(Saved data entries)
....

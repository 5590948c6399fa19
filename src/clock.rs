//! Wall-clock seam for calendar-date logic.

use chrono::{Local, NaiveDate, NaiveDateTime};
use std::sync::Mutex;

pub trait Clock: Send + Sync {
    /// Current local date and time.
    fn now(&self) -> NaiveDateTime;

    fn today(&self) -> NaiveDate {
        self.now().date()
    }
}

/// The system's local time.
#[derive(Clone, Copy, Debug, Default)]
pub struct LocalClock;

impl Clock for LocalClock {
    fn now(&self) -> NaiveDateTime {
        Local::now().naive_local()
    }
}

/// A clock that only moves when told to.
#[derive(Debug)]
pub struct FixedClock {
    now: Mutex<NaiveDateTime>,
}

impl FixedClock {
    pub fn new(now: NaiveDateTime) -> Self {
        Self {
            now: Mutex::new(now),
        }
    }

    pub fn set(&self, now: NaiveDateTime) {
        if let Ok(mut guard) = self.now.lock() {
            *guard = now;
        }
    }

    pub fn advance(&self, by: chrono::Duration) {
        if let Ok(mut guard) = self.now.lock() {
            *guard += by;
        }
    }
}

impl Clock for FixedClock {
    fn now(&self) -> NaiveDateTime {
        match self.now.lock() {
            Ok(guard) => *guard,
            Err(poisoned) => *poisoned.into_inner(),
        }
    }
}
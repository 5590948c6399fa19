use anyhow::Result;
use chrono::NaiveDate;
use serde_json::Value;
use std::io::{Read, Write};
use std::net::TcpStream;
use std::sync::Arc;
use std::time::{Duration, Instant};

use food_lens::api::{ApiConfig, ApiHandle, ApiServer};
use food_lens::{
    BackendRegistry, BoundingBox, CalorieTable, DetectionSession, FixedClock, FoodLog,
    FoodTracker, PendingBoard, RawDetection, Stabilizer, StabilizerSettings,
};

fn read_response(stream: &mut TcpStream) -> Result<(String, String)> {
    let mut response = String::new();
    stream.read_to_string(&mut response)?;
    let mut parts = response.splitn(2, "\r\n\r\n");
    let headers = parts.next().unwrap_or("").to_string();
    let body = parts.next().unwrap_or("").to_string();
    Ok((headers, body))
}

struct TestApi {
    board: PendingBoard,
    api_handle: Option<ApiHandle>,
}

impl TestApi {
    fn new() -> Result<Self> {
        let now = NaiveDate::from_ymd_opt(2026, 5, 20)
            .unwrap()
            .and_hms_opt(8, 30, 0)
            .unwrap();
        let log = FoodLog::in_memory(Arc::new(FixedClock::new(now)))?;
        let tracker = FoodTracker::shared(CalorieTable::builtin(), log);
        let board = PendingBoard::new();

        let api_config = ApiConfig {
            addr: "127.0.0.1:0".to_string(),
        };
        let api_handle = ApiServer::new(api_config, tracker, board.clone()).spawn()?;

        Ok(Self {
            board,
            api_handle: Some(api_handle),
        })
    }

    fn handle(&self) -> &ApiHandle {
        self.api_handle
            .as_ref()
            .expect("test API handle should be initialized")
    }

    fn request(&self, method: &str, path: &str, body: Option<&str>) -> Result<(String, String)> {
        let mut stream = TcpStream::connect(self.handle().addr)?;
        let request = match body {
            Some(body) => format!(
                "{method} {path} HTTP/1.1\r\nHost: localhost\r\nContent-Type: application/json\r\nContent-Length: {}\r\n\r\n{body}",
                body.len()
            ),
            None => format!("{method} {path} HTTP/1.1\r\nHost: localhost\r\n\r\n"),
        };
        stream.write_all(request.as_bytes())?;
        read_response(&mut stream)
    }

    fn get_json(&self, path: &str) -> Result<Value> {
        let (headers, body) = self.request("GET", path, None)?;
        assert!(headers.contains("200 OK"), "GET {path}: {headers}");
        Ok(serde_json::from_str(&body)?)
    }
}

impl Drop for TestApi {
    fn drop(&mut self) {
        if let Some(handle) = self.api_handle.take() {
            handle.stop().expect("failed to stop API server");
        }
    }
}

#[test]
fn health_endpoint_reports_ok() -> Result<()> {
    let api = TestApi::new()?;
    let (headers, body) = api.request("GET", "/health", None)?;
    assert!(headers.contains("200 OK"));
    assert!(body.contains(r#""status":"ok""#));
    Ok(())
}

#[test]
fn foods_endpoint_lists_calorie_table() -> Result<()> {
    let api = TestApi::new()?;
    let value = api.get_json("/foods")?;
    let foods = value["foods"].as_array().expect("foods array");
    assert_eq!(foods.len(), 10);
    assert!(foods
        .iter()
        .any(|f| f["label"] == "Pizza" && f["calories"] == 285));
    Ok(())
}

#[test]
fn confirm_logs_food_and_updates_summaries() -> Result<()> {
    let api = TestApi::new()?;

    let (headers, body) = api.request(
        "POST",
        "/detections",
        Some(r#"{"food": "Apple", "confidence": 0.87}"#),
    )?;
    assert!(headers.contains("200 OK"));
    let confirmed: Value = serde_json::from_str(&body)?;
    assert_eq!(confirmed["success"], true);
    assert_eq!(confirmed["calories"], 95);
    assert!(confirmed["timestamp"]
        .as_str()
        .unwrap()
        .starts_with("2026-05-20T08:30:00"));

    api.request("POST", "/detections", Some(r#"{"food": "Pizza", "confidence": 0.9}"#))?;

    let today = api.get_json("/detections/today")?;
    let items = today["items"].as_array().expect("items");
    assert_eq!(items.len(), 2);
    assert_eq!(items[0]["food"], "Pizza");

    let summary = api.get_json("/summary/daily")?;
    assert_eq!(summary["total_calories"], 380);
    assert_eq!(summary["detection_count"], 2);

    let weekly = api.get_json("/summary/weekly")?;
    assert_eq!(weekly.as_object().unwrap().len(), 7);
    assert_eq!(weekly["2026-05-20"]["total_calories"], 380);
    assert_eq!(weekly["2026-05-14"]["total_calories"], 0);
    let (_, weekly_body) = api.request("GET", "/summary/weekly", None)?;
    let today = weekly_body.find("2026-05-20").expect("today in weekly summary");
    let oldest = weekly_body.find("2026-05-14").expect("oldest in weekly summary");
    assert!(today < oldest);

    let stats = api.get_json("/stats")?;
    assert_eq!(stats["total_detections"], 2);
    assert_eq!(stats["days_tracked"], 1);
    assert_eq!(stats["most_detected_food"], "Apple");

    let nutrition = api.get_json("/nutrition/today")?;
    let categories = nutrition["categories"].as_array().expect("categories");
    assert!(categories
        .iter()
        .any(|c| c["category"] == "Fruit" && c["calories"] == 95));
    Ok(())
}

#[test]
fn confirm_without_food_is_rejected() -> Result<()> {
    let api = TestApi::new()?;
    let (headers, body) = api.request("POST", "/detections", Some(r#"{"confidence": 0.5}"#))?;
    assert!(headers.contains("400"));
    assert!(body.contains("No food item specified"));

    let (headers, _) = api.request("POST", "/detections", Some("not json"))?;
    assert!(headers.contains("400"));

    let recent = api.get_json("/detections/recent")?;
    assert!(recent["items"].as_array().unwrap().is_empty());
    Ok(())
}

#[test]
fn delete_removes_record_by_timestamp() -> Result<()> {
    let api = TestApi::new()?;
    let (_, body) = api.request("POST", "/detections", Some(r#"{"food": "Banana"}"#))?;
    let confirmed: Value = serde_json::from_str(&body)?;
    let id = confirmed["timestamp"].as_str().unwrap().to_string();

    let (headers, body) = api.request("DELETE", &format!("/detections/{id}"), None)?;
    assert!(headers.contains("200 OK"));
    assert!(body.contains(r#""success":true"#));

    let (headers, _) = api.request("POST", &format!("/detections/{id}/delete"), None)?;
    assert!(headers.contains("404"));

    let summary = api.get_json("/summary/daily")?;
    assert_eq!(summary["total_calories"], 0);
    Ok(())
}

#[test]
fn query_parameters_are_validated() -> Result<()> {
    let api = TestApi::new()?;
    for food in ["Apple", "Banana", "Carrot"] {
        api.request("POST", "/detections", Some(&format!(r#"{{"food": "{food}"}}"#)))?;
    }

    let recent = api.get_json("/detections/recent?limit=2")?;
    let items = recent["items"].as_array().unwrap();
    assert_eq!(items.len(), 2);
    assert_eq!(items[0]["food"], "Banana");

    let recent = api.get_json("/detections/recent?limit=0")?;
    assert!(recent["items"].as_array().unwrap().is_empty());

    let (headers, _) = api.request("GET", "/detections/recent?limit=many", None)?;
    assert!(headers.contains("400"));

    let (headers, _) = api.request("GET", "/summary/daily?date=2026-13-01", None)?;
    assert!(headers.contains("400"));

    let other_day = api.get_json("/summary/daily?date=2026-05-19")?;
    assert_eq!(other_day["total_calories"], 0);
    Ok(())
}

#[test]
fn unknown_paths_and_methods() -> Result<()> {
    let api = TestApi::new()?;
    let (headers, _) = api.request("GET", "/nope", None)?;
    assert!(headers.contains("404"));
    let (headers, _) = api.request("POST", "/stats", None)?;
    assert!(headers.contains("405"));
    Ok(())
}

#[test]
fn pending_board_is_served_and_confirmations_clear_it() -> Result<()> {
    let api = TestApi::new()?;
    let mut session = DetectionSession::new(
        Stabilizer::new(StabilizerSettings::default(), ["Apple"]),
        BackendRegistry::new(),
        api.board.clone(),
    );
    let apple = RawDetection::new("Apple", 0.92, BoundingBox::new(12.7, 40.2, 110.0, 150.0));
    let t0 = Instant::now();
    session.process_detections(&[apple.clone()], t0);
    session.process_detections(&[apple.clone()], t0 + Duration::from_millis(600));

    let pending = api.get_json("/pending")?;
    let detections = pending["detections"].as_array().expect("detections");
    assert_eq!(detections.len(), 1);
    assert_eq!(detections[0]["food"], "Apple");
    let bbox = detections[0]["bbox"].clone();
    assert_eq!(bbox, serde_json::json!([12, 40, 110, 150]));

    let body = format!(r#"{{"food": "Apple", "confidence": 0.92, "bbox": {bbox}}}"#);
    let (headers, _) = api.request("POST", "/detections", Some(&body))?;
    assert!(headers.contains("200 OK"));

    let pending = api.get_json("/pending")?;
    assert!(pending["detections"].as_array().unwrap().is_empty());

    let next = session.process_detections(&[apple], t0 + Duration::from_millis(700));
    assert!(next.is_empty());
    Ok(())
}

....

# Directions for this task
After identifying the lines above that contain "guard", copy each one.

# Completed exercise
        if let Ok(mut guard) = self.now.lock() {
            *guard = now;
        if let Ok(mut guard) = self.now.lock() {
            *guard += by;
            Ok(guard) => *guard,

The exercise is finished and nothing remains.